Dihydroxyacetone phosphate
- Names: Preferred IUPAC name 3-Hydroxy-2-oxopropyl phosphate

Identifiers
- CAS Number: 57-04-5;
- 3D model (JSmol): Interactive image;
- ChEBI: CHEBI:57642;
- ChemSpider: 648;
- ECHA InfoCard: 100.000.280
- KEGG: C00111;
- PubChem CID: 668;
- UNII: T7KF2T6W95;
- CompTox Dashboard (EPA): DTXSID6058768 ;

Properties
- Chemical formula: C_{3}H_{7}O_{6}P
- Molar mass: 170.06 g/mol

= Dihydroxyacetone phosphate =

Dihydroxyacetone phosphate (DHAP, also glycerone phosphate in older texts) is the anion with the formula HOCH_{2}C(O)CH_{2}OPO_{3}^{2-}. This anion is involved in many metabolic pathways, including the Calvin cycle in plants and glycolysis. It is the phosphate ester of dihydroxyacetone.

==Role in glycolysis==
Dihydroxyacetone phosphate lies in the glycolysis metabolic pathway, and is one of the two products of breakdown of fructose 1,6-bisphosphate, along with glyceraldehyde 3-phosphate. It is rapidly and reversibly isomerised to glyceraldehyde 3-phosphate.

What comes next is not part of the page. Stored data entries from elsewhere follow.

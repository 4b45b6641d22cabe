// ── In-memory profile store ──
//
// Two concurrent maps: user -> profile, plus an alias -> user index that
// enforces alias uniqueness through its entry lock.

use dashmap::DashMap;
use dashmap::mapref::entry::Entry;

use super::{ProfileStore, StoreError};
use crate::model::{Alias, ForwardTarget, RecordId, UserId, UserProfile};

#[derive(Debug, Default)]
pub struct MemoryProfileStore {
    by_user: DashMap<UserId, UserProfile>,
    alias_to_user: DashMap<Alias, UserId>,
}

impl MemoryProfileStore {
    pub fn new() -> Self {
        Self::default()
    }

    pub fn len(&self) -> usize {
        self.by_user.len()
    }

    pub fn is_empty(&self) -> bool {
        self.by_user.is_empty()
    }

    fn with_profile<T>(
        &self,
        user: &UserId,
        f: impl FnOnce(&mut UserProfile) -> T,
    ) -> Result<T, StoreError> {
        let mut entry = self.by_user.get_mut(user).ok_or_else(|| StoreError::NotFound {
            user: user.to_string(),
        })?;
        Ok(f(entry.value_mut()))
    }
}

impl ProfileStore for MemoryProfileStore {
    async fn get(&self, user: &UserId) -> Result<UserProfile, StoreError> {
        self.with_profile(user, |p| p.clone())
    }

    async fn find_by_alias(&self, alias: &Alias) -> Result<Option<UserProfile>, StoreError> {
        let Some(user) = self.alias_to_user.get(alias).map(|r| r.value().clone()) else {
            return Ok(None);
        };
        Ok(self.by_user.get(&user).map(|r| r.value().clone()))
    }

    async fn list(&self) -> Result<Vec<UserProfile>, StoreError> {
        let mut all: Vec<UserProfile> = self.by_user.iter().map(|r| r.value().clone()).collect();
        all.sort_by(|a, b| a.alias.cmp(&b.alias));
        Ok(all)
    }

    async fn insert(&self, profile: UserProfile) -> Result<(), StoreError> {
        // Lock order: user entry, then alias entry. Nothing else nests them.
        let Entry::Vacant(user_slot) = self.by_user.entry(profile.user_id.clone()) else {
            return Err(StoreError::UserExists {
                user: profile.user_id.to_string(),
            });
        };
        match self.alias_to_user.entry(profile.alias.clone()) {
            Entry::Occupied(owner) => Err(StoreError::AliasTaken {
                alias: profile.alias.to_string(),
                owner: owner.get().to_string(),
            }),
            Entry::Vacant(alias_slot) => {
                alias_slot.insert(profile.user_id.clone());
                user_slot.insert(profile);
                Ok(())
            }
        }
    }

    async fn remove(&self, user: &UserId) -> Result<UserProfile, StoreError> {
        let (_, profile) = self.by_user.remove(user).ok_or_else(|| StoreError::NotFound {
            user: user.to_string(),
        })?;
        self.alias_to_user.remove(&profile.alias);
        Ok(profile)
    }

    async fn set_record_id(
        &self,
        user: &UserId,
        record_id: Option<&RecordId>,
    ) -> Result<(), StoreError> {
        self.with_profile(user, |p| p.dns_record_id = record_id.cloned())
    }

    async fn set_forward_to(
        &self,
        user: &UserId,
        target: Option<&ForwardTarget>,
    ) -> Result<(), StoreError> {
        self.with_profile(user, |p| p.forward_to = target.cloned())
    }
}

#[cfg(test)]
#[allow(clippy::unwrap_used)]
mod tests {
    use super::*;

    fn profile(user: &str, alias: &str) -> UserProfile {
        UserProfile::new(
            UserId::parse(user).unwrap(),
            Alias::parse(alias).unwrap(),
            None,
        )
    }

    #[tokio::test]
    async fn insert_and_lookup() {
        let store = MemoryProfileStore::new();
        store.insert(profile("u1", "alice")).await.unwrap();

        let by_user = store.get(&UserId::parse("u1").unwrap()).await.unwrap();
        assert_eq!(by_user.alias.as_str(), "alice");

        let by_alias = store
            .find_by_alias(&Alias::parse("alice").unwrap())
            .await
            .unwrap();
        assert_eq!(by_alias.unwrap().user_id.as_str(), "u1");
    }

    #[tokio::test]
    async fn alias_is_unique() {
        let store = MemoryProfileStore::new();
        store.insert(profile("u1", "alice")).await.unwrap();

        let err = store.insert(profile("u2", "alice")).await.unwrap_err();
        assert!(matches!(err, StoreError::AliasTaken { ref owner, .. } if owner == "u1"));
    }

    #[tokio::test]
    async fn one_alias_per_user() {
        let store = MemoryProfileStore::new();
        store.insert(profile("u1", "alice")).await.unwrap();

        let err = store.insert(profile("u1", "alice2")).await.unwrap_err();
        assert!(matches!(err, StoreError::UserExists { .. }));
        // The rejected alias must not stay reserved.
        assert!(
            store
                .find_by_alias(&Alias::parse("alice2").unwrap())
                .await
                .unwrap()
                .is_none()
        );
    }

    #[tokio::test]
    async fn remove_frees_alias() {
        let store = MemoryProfileStore::new();
        let u1 = UserId::parse("u1").unwrap();
        store.insert(profile("u1", "alice")).await.unwrap();
        store.remove(&u1).await.unwrap();

        assert!(store.is_empty());
        store.insert(profile("u2", "alice")).await.unwrap();
    }

    #[tokio::test]
    async fn record_id_round_trips() {
        let store = MemoryProfileStore::new();
        let u1 = UserId::parse("u1").unwrap();
        store.insert(profile("u1", "alice")).await.unwrap();

        store
            .set_record_id(&u1, Some(&RecordId::from("rec_1")))
            .await
            .unwrap();
        assert_eq!(
            store.get(&u1).await.unwrap().dns_record_id,
            Some(RecordId::from("rec_1"))
        );

        store.set_record_id(&u1, None).await.unwrap();
        assert_eq!(store.get(&u1).await.unwrap().dns_record_id, None);
    }

    #[tokio::test]
    async fn missing_user() {
        let store = MemoryProfileStore::new();
        let err = store
            .set_forward_to(&UserId::parse("ghost").unwrap(), None)
            .await
            .unwrap_err();
        assert!(matches!(err, StoreError::NotFound { .. }));
    }

    #[tokio::test(flavor = "multi_thread", worker_threads = 4)]
    async fn racing_inserts_for_one_user_reserve_one_alias() {
        let store = std::sync::Arc::new(MemoryProfileStore::new());
        let aliases = ["alice", "bob", "carol", "dave", "erin", "frank", "grace", "heidi"];

        let handles: Vec<_> = aliases
            .iter()
            .map(|alias| {
                let store = std::sync::Arc::clone(&store);
                let p = profile("u1", alias);
                tokio::spawn(async move { store.insert(p).await })
            })
            .collect();

        let mut winners = Vec::new();
        for (alias, handle) in aliases.iter().zip(handles) {
            match handle.await.unwrap() {
                Ok(()) => winners.push(*alias),
                Err(err) => assert!(matches!(err, StoreError::UserExists { .. })),
            }
        }
        assert_eq!(winners.len(), 1);
        assert_eq!(store.len(), 1);

        for alias in aliases {
            let found = store.find_by_alias(&Alias::parse(alias).unwrap()).await.unwrap();
            assert_eq!(found.is_some(), alias == winners[0], "alias {alias}");
        }
    }
}
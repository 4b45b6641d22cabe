// ── Drift audit ──
//
// Read-only comparison of the profile store against one listing of the
// apex TXT records. Nothing is repaired here.

use std::collections::{BTreeMap, HashSet};

use serde::Serialize;
use tracing::info;

use crate::error::CoreError;
use crate::model::{ForwardingRecord, RecordId};
use crate::provider::DnsProvider;
use crate::reconciler::Reconciler;
use crate::store::ProfileStore;

#[derive(Debug, Clone, PartialEq, Eq, Serialize, strum::IntoStaticStr)]
#[serde(tag = "kind", rename_all = "snake_case")]
#[strum(serialize_all = "snake_case")]
pub enum AuditFinding {
    /// A profile whose alias has no forwarding record.
    MissingRecord { user: String, alias: String },

    /// The cached id is not one of the alias's records.
    StaleCache {
        user: String,
        alias: String,
        cached: RecordId,
        actual: RecordId,
    },

    /// A record exists but the profile has no cached id.
    Uncached {
        user: String,
        alias: String,
        record_id: RecordId,
    },

    DuplicateRecords {
        alias: String,
        record_ids: Vec<RecordId>,
    },

    /// Local `forward_to` disagrees with the provider content.
    TargetDrift {
        user: String,
        alias: String,
        local: Option<String>,
        provider: Option<String>,
    },

    /// A forwarding record for an alias nobody holds.
    Orphan { alias: String, record_id: RecordId },
}

impl AuditFinding {
    pub fn kind(&self) -> &'static str {
        self.into()
    }

    pub fn alias(&self) -> &str {
        match self {
            Self::MissingRecord { alias, .. }
            | Self::StaleCache { alias, .. }
            | Self::Uncached { alias, .. }
            | Self::DuplicateRecords { alias, .. }
            | Self::TargetDrift { alias, .. }
            | Self::Orphan { alias, .. } => alias,
        }
    }
}

#[derive(Debug, Clone, PartialEq, Eq, Serialize)]
pub struct AuditReport {
    pub profiles_checked: usize,
    pub records_scanned: usize,
    pub findings: Vec<AuditFinding>,
}

impl AuditReport {
    pub fn is_clean(&self) -> bool {
        self.findings.is_empty()
    }
}

impl<P: DnsProvider, S: ProfileStore> Reconciler<P, S> {
    /// Compare every profile with the provider's forwarding records.
    pub async fn audit(&self) -> Result<AuditReport, CoreError> {
        let profiles = self.store().list().await?;
        let records = self.provider().list_txt().await?;
        let records_scanned = records.len();

        let mut claimed: HashSet<RecordId> = HashSet::new();
        let mut findings = Vec::new();
        for profile in &profiles {
            let user = profile.user_id.to_string();
            let alias = profile.alias.to_string();

            // Same matching rule as resolve, so records with a leading
            // token still count.
            let recs: Vec<ForwardingRecord> = records
                .iter()
                .filter_map(|rec| ForwardingRecord::decode_for(rec, &profile.alias))
                .collect();
            claimed.extend(recs.iter().map(|r| r.record_id.clone()));
            let Some(first) = recs.first() else {
                findings.push(AuditFinding::MissingRecord { user, alias });
                continue;
            };

            if recs.len() > 1 {
                findings.push(AuditFinding::DuplicateRecords {
                    alias: alias.clone(),
                    record_ids: recs.iter().map(|r| r.record_id.clone()).collect(),
                });
            }

            match &profile.dns_record_id {
                None => findings.push(AuditFinding::Uncached {
                    user: user.clone(),
                    alias: alias.clone(),
                    record_id: first.record_id.clone(),
                }),
                Some(cached) if !recs.iter().any(|r| &r.record_id == cached) => {
                    findings.push(AuditFinding::StaleCache {
                        user: user.clone(),
                        alias: alias.clone(),
                        cached: cached.clone(),
                        actual: first.record_id.clone(),
                    });
                }
                Some(_) => {}
            }

            let local = profile.forward_to.as_ref().map(|t| t.to_string());
            if local != first.target {
                findings.push(AuditFinding::TargetDrift {
                    user,
                    alias,
                    local,
                    provider: first.target.clone(),
                });
            }
        }

        let mut orphans: BTreeMap<String, Vec<RecordId>> = BTreeMap::new();
        for rec in records
            .iter()
            .filter(|rec| !claimed.contains(&rec.id))
            .filter_map(ForwardingRecord::decode)
        {
            orphans.entry(rec.alias).or_default().push(rec.record_id);
        }
        for (alias, record_ids) in orphans {
            for record_id in record_ids {
                findings.push(AuditFinding::Orphan {
                    alias: alias.clone(),
                    record_id,
                });
            }
        }

        info!(
            profiles = profiles.len(),
            records_scanned,
            findings = findings.len(),
            "audit complete"
        );
        Ok(AuditReport {
            profiles_checked: profiles.len(),
            records_scanned,
            findings,
        })
    }
}
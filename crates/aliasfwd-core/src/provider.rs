// ── DNS provider seam ──
//
// The reconciler only needs four calls against the apex TXT record set.
// `CloudflareProvider` implements them over `aliasfwd_api::DnsClient`;
// tests implement them over a `Vec` in memory.

use std::future::Future;

use aliasfwd_api::DnsClient;
use tracing::debug;

use crate::config::ReconcilerConfig;
use crate::convert::build_transport;
use crate::error::{CoreError, ProviderError};
use crate::model::{DnsRecord, RecordId};

/// TXT record operations scoped to the apex domain.
///
/// Each call is a single provider round-trip (the listing walks pages
/// sequentially). Implementations must not retry.
pub trait DnsProvider: Send + Sync {
    /// Create a TXT record at the apex with `content`.
    fn create_txt(
        &self,
        content: &str,
    ) -> impl Future<Output = Result<DnsRecord, ProviderError>> + Send;

    /// Replace the content of record `id`. Not-found must use
    /// [`ProviderErrorKind::NotFound`](crate::ProviderErrorKind::NotFound).
    fn replace_txt(
        &self,
        id: &RecordId,
        content: &str,
    ) -> impl Future<Output = Result<DnsRecord, ProviderError>> + Send;

    /// Every TXT record at the apex, in provider order.
    fn list_txt(&self) -> impl Future<Output = Result<Vec<DnsRecord>, ProviderError>> + Send;

    fn delete(&self, id: &RecordId) -> impl Future<Output = Result<(), ProviderError>> + Send;
}

// ── Cloudflare ──────────────────────────────────────────────────────

/// [`DnsProvider`] backed by the Cloudflare DNS records API.
pub struct CloudflareProvider {
    client: DnsClient,
    apex_domain: String,
    ttl: u32,
}

impl CloudflareProvider {
    pub fn new(client: DnsClient, apex_domain: impl Into<String>, ttl: u32) -> Self {
        Self {
            client,
            apex_domain: apex_domain.into(),
            ttl,
        }
    }

    /// Build the HTTP client from a reconciler config.
    pub fn from_config(config: &ReconcilerConfig) -> Result<Self, CoreError> {
        let transport = build_transport(config);
        let client = DnsClient::new(
            config.api_url.as_str(),
            config.zone_id.clone(),
            &(&config.auth).into(),
            &transport,
        )
        .map_err(|e| CoreError::Config {
            message: format!("cannot build DNS client: {e}"),
        })?
        .with_page_size(config.page_size);

        Ok(Self::new(client, config.apex_domain.clone(), config.ttl))
    }

    pub fn client(&self) -> &DnsClient {
        &self.client
    }
}

impl DnsProvider for CloudflareProvider {
    async fn create_txt(&self, content: &str) -> Result<DnsRecord, ProviderError> {
        let rec = self
            .client
            .create_txt_record(&self.apex_domain, content, self.ttl)
            .await?;
        debug!(record_id = %rec.id, "TXT record created");
        Ok(rec.into())
    }

    async fn replace_txt(&self, id: &RecordId, content: &str) -> Result<DnsRecord, ProviderError> {
        let rec = self
            .client
            .replace_txt_record(id.as_str(), &self.apex_domain, content, self.ttl)
            .await?;
        Ok(rec.into())
    }

    async fn list_txt(&self) -> Result<Vec<DnsRecord>, ProviderError> {
        let all = self
            .client
            .list_all_txt_records(Some(&self.apex_domain))
            .await?;
        debug!(count = all.len(), apex = %self.apex_domain, "listed TXT records");
        Ok(all.into_iter().map(DnsRecord::from).collect())
    }

    async fn delete(&self, id: &RecordId) -> Result<(), ProviderError> {
        self.client.delete_record(id.as_str()).await?;
        Ok(())
    }
}
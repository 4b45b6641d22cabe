//! Integration tests for the `aliasfwd` CLI binary.
//!
//! Argument parsing, help output, shell completions and error handling run
//! without any provider; the last few drive the binary against a wiremock
//! stand-in for the DNS API.
#![allow(clippy::unwrap_used)]

use std::path::Path;

use assert_cmd::cargo::cargo_bin_cmd;
use predicates::prelude::*;
use serde_json::json;
use wiremock::matchers::{method, path};
use wiremock::{Mock, MockServer, ResponseTemplate};

const ZONE: &str = "zone-abc";
const APEX: &str = "example.com";

// ── Helpers ─────────────────────────────────────────────────────────

/// Build a [`Command`] for the `aliasfwd` binary with env isolation.
///
/// Clears all `ALIASFWD_*` env vars and points config directories at a
/// nonexistent path so tests never touch the user's real configuration.
fn aliasfwd_cmd() -> assert_cmd::Command {
    let mut cmd = cargo_bin_cmd!("aliasfwd");
    cmd.env("HOME", "/tmp/aliasfwd-cli-test-nonexistent")
        .env("XDG_CONFIG_HOME", "/tmp/aliasfwd-cli-test-nonexistent")
        .env("XDG_DATA_HOME", "/tmp/aliasfwd-cli-test-nonexistent")
        .env_remove("ALIASFWD_PROFILE")
        .env_remove("ALIASFWD_APEX")
        .env_remove("ALIASFWD_ZONE")
        .env_remove("ALIASFWD_API_TOKEN")
        .env_remove("ALIASFWD_API_URL")
        .env_remove("ALIASFWD_STORE")
        .env_remove("ALIASFWD_OUTPUT")
        .env_remove("ALIASFWD_INSECURE")
        .env_remove("ALIASFWD_TIMEOUT")
        .env_remove("ALIASFWD_EMAIL")
        .env_remove("ALIASFWD_API_KEY")
        .env_remove("RUST_LOG");
    cmd
}

/// A command wired to a zone and a store file, no config needed.
fn flag_cmd(store: &Path) -> assert_cmd::Command {
    let mut cmd = aliasfwd_cmd();
    cmd.args(["--apex", APEX, "--zone", ZONE, "--api-token", "test-token"])
        .arg("--store")
        .arg(store);
    cmd
}

/// Concatenate stdout + stderr from a command output for flexible matching.
fn combined_output(output: &std::process::Output) -> String {
    let stdout = String::from_utf8_lossy(&output.stdout);
    let stderr = String::from_utf8_lossy(&output.stderr);
    format!("{stdout}{stderr}")
}

fn seed_store(path: &Path) {
    std::fs::write(
        path,
        r#"[profiles.u1]
alias = "alice"
forward_to = "alice@external.com"
dns_record_id = "rec_1"
created_at = "2026-01-01T00:00:00Z"

[profiles.u2]
alias = "bob"
created_at = "2026-01-02T00:00:00Z"
"#,
    )
    .unwrap();
}

// ── Basic invocation ────────────────────────────────────────────────

#[test]
fn test_no_args_shows_help() {
    let output = aliasfwd_cmd().output().unwrap();
    assert_eq!(output.status.code(), Some(2), "Expected exit code 2");
    let text = combined_output(&output);
    assert!(
        text.contains("Usage"),
        "Expected 'Usage' in output:\n{text}"
    );
}

#[test]
fn test_help_flag() {
    aliasfwd_cmd().arg("--help").assert().success().stdout(
        predicate::str::contains("forwarding")
            .and(predicate::str::contains("provision"))
            .and(predicate::str::contains("forward"))
            .and(predicate::str::contains("audit")),
    );
}

#[test]
fn test_version_flag() {
    aliasfwd_cmd()
        .arg("--version")
        .assert()
        .success()
        .stdout(predicate::str::contains("aliasfwd"));
}

// ── Shell completions ───────────────────────────────────────────────

#[test]
fn test_completions_bash() {
    aliasfwd_cmd()
        .args(["completions", "bash"])
        .assert()
        .success()
        .stdout(predicate::str::is_empty().not());
}

#[test]
fn test_completions_zsh() {
    aliasfwd_cmd()
        .args(["completions", "zsh"])
        .assert()
        .success()
        .stdout(predicate::str::contains("#compdef"));
}

// ── Error cases ─────────────────────────────────────────────────────

#[test]
fn test_invalid_subcommand() {
    let output = aliasfwd_cmd().arg("foobar").output().unwrap();
    assert!(
        !output.status.success(),
        "Expected failure for invalid subcommand"
    );
    let text = combined_output(&output);
    assert!(
        text.contains("invalid") || text.contains("unrecognized") || text.contains("foobar"),
        "Expected error mentioning invalid subcommand:\n{text}"
    );
}

#[test]
fn test_invalid_output_format() {
    let output = aliasfwd_cmd()
        .args(["--output", "xml", "users", "list"])
        .output()
        .unwrap();
    assert_eq!(output.status.code(), Some(2));
}

#[test]
fn test_provision_without_config() {
    let output = aliasfwd_cmd()
        .args(["provision", "u1", "alice"])
        .output()
        .unwrap();
    assert_eq!(output.status.code(), Some(1));
    let text = combined_output(&output);
    assert!(text.contains("config init"), "Expected setup hint:\n{text}");
}

#[test]
fn test_missing_token_is_auth_error() {
    let output = aliasfwd_cmd()
        .args(["--apex", APEX, "--zone", ZONE, "users", "list"])
        .output()
        .unwrap();
    assert_eq!(output.status.code(), Some(3));
}

#[test]
fn test_unknown_profile_is_reported() {
    let output = aliasfwd_cmd()
        .args(["--profile", "work", "users", "list"])
        .output()
        .unwrap();
    assert_eq!(output.status.code(), Some(1));
    assert!(combined_output(&output).contains("'work'"));
}

#[test]
fn test_invalid_alias_is_usage_error() {
    let dir = tempfile::tempdir().unwrap();
    let output = flag_cmd(&dir.path().join("p.toml"))
        .args(["provision", "u1", "not an alias!"])
        .output()
        .unwrap();
    assert_eq!(output.status.code(), Some(2));
    assert!(combined_output(&output).contains("alias"));
}

#[test]
fn test_invalid_forward_target_is_usage_error() {
    let dir = tempfile::tempdir().unwrap();
    let output = flag_cmd(&dir.path().join("p.toml"))
        .args(["forward", "set", "u1", "not-an-address"])
        .output()
        .unwrap();
    assert_eq!(output.status.code(), Some(2));
}

#[test]
fn test_delete_requires_yes_when_not_interactive() {
    let dir = tempfile::tempdir().unwrap();
    let store = dir.path().join("p.toml");
    seed_store(&store);

    let output = flag_cmd(&store)
        .args(["users", "delete", "u1"])
        .write_stdin("")
        .output()
        .unwrap();
    assert_eq!(output.status.code(), Some(2));
    assert!(combined_output(&output).contains("--yes"));

    // Nothing was removed
    let contents = std::fs::read_to_string(&store).unwrap();
    assert!(contents.contains("[profiles.u1]"));
}

// ── Config ──────────────────────────────────────────────────────────

#[test]
fn test_config_path() {
    aliasfwd_cmd()
        .args(["config", "path"])
        .assert()
        .success()
        .stdout(predicate::str::contains("config.toml"));
}

#[test]
fn test_config_show_without_file() {
    aliasfwd_cmd()
        .args(["config", "show"])
        .assert()
        .success()
        .stdout(predicate::str::contains("[defaults]"));
}

#[test]
fn test_config_use_unknown_profile() {
    let output = aliasfwd_cmd()
        .args(["config", "use", "nope"])
        .output()
        .unwrap();
    assert_eq!(output.status.code(), Some(1));
    assert!(combined_output(&output).contains("(none)"));
}

// ── Local store ─────────────────────────────────────────────────────

#[test]
fn test_users_list_empty_store() {
    let dir = tempfile::tempdir().unwrap();
    flag_cmd(&dir.path().join("missing.toml"))
        .args(["--output", "json-compact", "users", "list"])
        .assert()
        .success()
        .stdout(predicate::str::diff("[]\n"));
}

#[test]
fn test_users_list_plain() {
    let dir = tempfile::tempdir().unwrap();
    let store = dir.path().join("p.toml");
    seed_store(&store);

    flag_cmd(&store)
        .args(["--output", "plain", "users", "list"])
        .assert()
        .success()
        .stdout(predicate::str::diff("u1\nu2\n"));
}

#[test]
fn test_forward_show_from_store() {
    let dir = tempfile::tempdir().unwrap();
    let store = dir.path().join("p.toml");
    seed_store(&store);

    flag_cmd(&store)
        .args(["forward", "show", "u1"])
        .assert()
        .success()
        .stdout(
            predicate::str::contains("alice@example.com")
                .and(predicate::str::contains("alice@external.com"))
                .and(predicate::str::contains("rec_1")),
        );
}

#[test]
fn test_forward_show_unknown_user() {
    let dir = tempfile::tempdir().unwrap();
    let output = flag_cmd(&dir.path().join("p.toml"))
        .args(["forward", "show", "ghost"])
        .output()
        .unwrap();
    assert_eq!(output.status.code(), Some(4));
    assert!(combined_output(&output).contains("users list"));
}

// ── Against a mock provider ─────────────────────────────────────────

fn records_path() -> String {
    format!("/client/v4/zones/{ZONE}/dns_records")
}

fn record(id: &str, content: &str) -> serde_json::Value {
    json!({ "id": id, "type": "TXT", "name": APEX, "content": content, "ttl": 1 })
}

fn listing(records: Vec<serde_json::Value>) -> serde_json::Value {
    let count = records.len();
    json!({
        "success": true, "errors": [], "messages": [],
        "result": records,
        "result_info": { "page": 1, "per_page": 100, "count": count, "total_count": count, "total_pages": 1 }
    })
}

async fn run(mut cmd: assert_cmd::Command) -> std::process::Output {
    tokio::task::spawn_blocking(move || cmd.output().unwrap())
        .await
        .unwrap()
}

#[tokio::test(flavor = "multi_thread")]
async fn test_provision_against_mock_provider() {
    let server = MockServer::start().await;
    Mock::given(method("GET"))
        .and(path(records_path()))
        .respond_with(ResponseTemplate::new(200).set_body_json(listing(vec![])))
        .mount(&server)
        .await;
    Mock::given(method("POST"))
        .and(path(records_path()))
        .respond_with(ResponseTemplate::new(200).set_body_json(json!({
            "success": true, "errors": [], "messages": [],
            "result": record("rec_1", "forward-email=alice:alice@external.com")
        })))
        .expect(1)
        .mount(&server)
        .await;

    let dir = tempfile::tempdir().unwrap();
    let store = dir.path().join("p.toml");
    let mut cmd = flag_cmd(&store);
    cmd.args(["--api-url", &format!("{}/client/v4/", server.uri())])
        .args(["--output", "json", "provision", "u1", "alice"])
        .args(["--forward-to", "alice@external.com"]);

    let output = run(cmd).await;
    assert!(output.status.success(), "{}", combined_output(&output));

    let body: serde_json::Value = serde_json::from_slice(&output.stdout).unwrap();
    assert_eq!(body["value"]["record"]["id"], "rec_1");
    assert_eq!(body["value"]["address"], "alice@example.com");
    assert_eq!(body["warnings"], json!([]));

    let contents = std::fs::read_to_string(&store).unwrap();
    assert!(contents.contains("dns_record_id = \"rec_1\""), "{contents}");
}

#[tokio::test(flavor = "multi_thread")]
async fn test_records_list_against_mock_provider() {
    let server = MockServer::start().await;
    Mock::given(method("GET"))
        .and(path(records_path()))
        .respond_with(ResponseTemplate::new(200).set_body_json(listing(vec![
            record("rec_spf", "v=spf1 ~all"),
            record("rec_1", "forward-email=alice:alice@external.com"),
            record("rec_2", "forward-email=bob:"),
        ])))
        .mount(&server)
        .await;

    let dir = tempfile::tempdir().unwrap();
    let mut cmd = flag_cmd(&dir.path().join("p.toml"));
    cmd.args(["--api-url", &format!("{}/client/v4/", server.uri())])
        .args(["--output", "plain", "records", "list"]);

    let output = run(cmd).await;
    assert!(output.status.success(), "{}", combined_output(&output));
    assert_eq!(String::from_utf8_lossy(&output.stdout), "rec_1\nrec_2\n");
}

#[tokio::test(flavor = "multi_thread")]
async fn test_auth_rejection_exit_code() {
    let server = MockServer::start().await;
    Mock::given(method("GET"))
        .respond_with(ResponseTemplate::new(403).set_body_json(json!({
            "success": false,
            "errors": [{ "code": 10000, "message": "Authentication error" }],
            "messages": [], "result": null
        })))
        .mount(&server)
        .await;

    let dir = tempfile::tempdir().unwrap();
    let mut cmd = flag_cmd(&dir.path().join("p.toml"));
    cmd.args(["--api-url", &format!("{}/client/v4/", server.uri())])
        .args(["records", "list"]);

    let output = run(cmd).await;
    assert_eq!(output.status.code(), Some(3), "{}", combined_output(&output));
}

The numbering of the carbon atoms indicates the fate of the carbons according to their position in fructose 6-phosphate.

==Role in other pathways==
In the Calvin cycle, DHAP is one of the products of the sixfold reduction of 1,3-bisphosphoglycerate by NADPH. It is also used in the synthesis of sedoheptulose 1,7-bisphosphate and fructose 1,6-bisphosphate, both of which are used to reform ribulose 5-phosphate, the 'key' carbohydrate of the Calvin cycle.

DHAP is also the product of the dehydrogenation of L-glycerol-3-phosphate, which is part of the entry of glycerol (sourced from triglycerides) into the glycolytic pathway. Conversely, reduction of glycolysis-derived DHAP to L-glycerol-3-phosphate provides adipose cells with the activated glycerol backbone they require to synthesize new triglycerides. Both reactions are catalyzed by the enzyme glycerol 3-phosphate dehydrogenase with NAD^{+}/NADH as cofactor.

DHAP also has a role in the ether-lipid biosynthesis process in the protozoan parasite Leishmania mexicana.

DHAP is a precursor to 2-oxopropanal. This conversion is the basis of a potential biotechnological route to the commodity chemical 1,2-propanediol.